US Should Retaliate and “Disarm” Russians in Syria, “If they Continue to Provoke the US”: Brzezinski

In-depth Report:

US foreign policy expert Zbigniew Brzezinski says the United States should retaliate if Russia does not stop bombing its assets in Syria.

Brzezinski, the national security adviser for former President Jimmy Carter, advised President Barack Obama to attempt to disarm the Russians if they keep attacking the CIA-trained militants in Syria.

“The Russian naval and air presences in Syria are vulnerable, isolated geographically from their homeland,” Brzezinski wrote in an article published by the Financial Times on Sunday. “They could be ‘disarmed’ if they persist in provoking the US.”

“But, better still, Russia might be persuaded to act with the US in seeking a wider accommodation to a regional problem that transcends the interests of a single state,” he added.

A new US intelligence assessment has found Russia has targeted militant groups backed by the Central Intelligence Agency (CIA) in Syria.

The assessment, shared by commanders on the ground, has led American officials to conclude that Russian warplanes have intentionally struck CIA-backed militants in a string of attacks running for days, the Wall Street Journal reported.

Moscow’s apparent decision to strike CIA’s militants “at best” reflects “Russian military incompetence,” and worst, “evidence of a dangerous desire to highlight American political impotence,” wrote Brzezinski.

He added that if Moscow continues to target these people, then Washington should retaliate against Russians.

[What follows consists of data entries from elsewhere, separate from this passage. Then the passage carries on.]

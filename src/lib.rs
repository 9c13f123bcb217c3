//! Fusion executor: turns a lowered GPU kernel representation into an actual
//! launch producing output tensors, across repeated invocations with
//! varying input shapes.
//!
//! See [`executor`] for the public entry points (`compile`, `run`,
//! `infer_output_sizes`, `alloc_output_space`, `compile_rtc`/`run_rtc`).

pub mod config;
pub mod error;
pub mod eval;
pub mod executor;
pub mod gpu;
pub mod ir;

pub use error::{ExecutorError, ExecutorResult};
//! Executor-entry cache keyed by an opaque input-shape hash, plus the sticky
//! disable-cache flag for fusions whose output shape depends on non-tensor
//! inputs (SPEC_FULL §4.6).
//!
//! Grounded on `gpu/automation/binding_manager.rs`'s "hashmap behind a
//! handful of accessor methods" shape, swapped to `rustc_hash::FxHashMap`
//! for the same reason the rest of this crate prefers it over the stdlib
//! hasher on hot lookup paths.

use rustc_hash::FxHashMap;

use super::types::ExecutorEntry;

/// Opaque cache key derived from an argument holder's shapes and dtypes.
#[derive(Debug, Clone, Copy, PartialEq, Eq, Hash)]
pub struct CacheKey(pub u64);

impl CacheKey {
    pub fn from_shapes<'a>(shapes: impl IntoIterator<Item = &'a [i64]>) -> Self {
        use std::hash::{Hash, Hasher};
        let mut hasher = rustc_hash::FxHasher::default();
        for shape in shapes {
            shape.hash(&mut hasher);
        }
        CacheKey(hasher.finish())
    }
}

/// Per-executor-instance cache of [`ExecutorEntry`] by [`CacheKey`], with the
/// sticky "always transient" escape hatch for shape-dependent fusions.
#[derive(Debug, Default)]
pub struct EntryCache {
    entries: FxHashMap<CacheKey, ExecutorEntry>,
    disabled: bool,
}

impl EntryCache {
    pub fn new() -> Self {
        Self::default()
    }

    /// Set once at compile time: true when an output's logical extent
    /// transitively depends on a non-tensor fusion input.
    pub fn set_disabled(&mut self, disabled: bool) {
        self.disabled = disabled;
    }

    pub fn is_disabled(&self) -> bool {
        self.disabled
    }

    /// Looks up or lazily creates the entry for `key`. When the cache is
    /// disabled, a fresh transient entry is handed back instead and never
    /// persisted (SPEC_FULL §4.6's disable-cache trigger).
    pub fn entry_or_transient(&mut self, key: CacheKey) -> ExecutorEntry {
        if self.disabled {
            log::debug!("[EntryCache] cache disabled, using transient entry");
            return ExecutorEntry::default();
        }
        self.entries.entry(key).or_insert_with(|| {
            log::debug!("[EntryCache] miss for cache key {:?}, creating entry", key);
            ExecutorEntry::default()
        });
        self.entries.get(&key).cloned().expect("just inserted")
    }

    /// Writes back an entry mutated by the caller (shape infos, launch
    /// params) after a run. No-op when the cache is disabled.
    pub fn store(&mut self, key: CacheKey, entry: ExecutorEntry) {
        if self.disabled {
            return;
        }
        self.entries.insert(key, entry);
    }

    pub fn len(&self) -> usize {
        self.entries.len()
    }

    pub fn is_empty(&self) -> bool {
        self.entries.is_empty()
    }
}

#[cfg(test)]
mod tests {
    use super::*;

    #[test]
    fn same_shapes_hash_to_the_same_key() {
        let a = CacheKey::from_shapes(vec![&[2i64, 3][..]]);
        let b = CacheKey::from_shapes(vec![&[2i64, 3][..]]);
        assert_eq!(a, b);
    }

    #[test]
    fn different_shapes_hash_differently() {
        let a = CacheKey::from_shapes(vec![&[2i64, 3][..]]);
        let b = CacheKey::from_shapes(vec![&[2i64, 4][..]]);
        assert_ne!(a, b);
    }

    #[test]
    fn disabled_cache_never_grows() {
        let mut cache = EntryCache::new();
        cache.set_disabled(true);
        let key = CacheKey(1);
        let entry = cache.entry_or_transient(key);
        cache.store(key, entry);
        assert!(cache.is_empty());
    }

    #[test]
    fn enabled_cache_persists_across_lookups() {
        let mut cache = EntryCache::new();
        let key = CacheKey(1);
        let mut entry = cache.entry_or_transient(key);
        entry.initialized = true;
        cache.store(key, entry);

        let reloaded = cache.entry_or_transient(key);
        assert!(reloaded.initialized);
        assert_eq!(cache.len(), 1);
    }
}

“In these rapidly unfolding circumstances the US has only one real option if it is to protect its wider stakes in the region: to convey to Moscow the demand that it cease and desist from military actions that directly affect American assets,” he said.

Obama administration officials are debating how the United States can come to the aid of its proxy forces on the ground without risking a broader conflict, according to the Wall Street Journal.

US officials said Russia’s moves in Syria posed a direct challenge to the Obama administration’s foreign policy on the Middle East.

Moscow’s commitment to the Syrian government runs counter to current US policy, which calls for the ouster of Syrian President Bashar al-Assad.

Russia has been beefing up its military presence in neighboring Syria, deploying warplanes, tanks and personnel to an airfield in the western port city of Latakia. It launched a coordinated air campaign to fight Daesh (ISIL) and other terrorists.

Senior Russian officials have said the current campaign is limited to airstrikes, but have not ruled out “volunteers” on the ground.

Syria has been gripped by a foreign-backed militancy since March 2011 aimed at toppling the Assad government. The violence has claimed the lives of more than 250,000 people so far.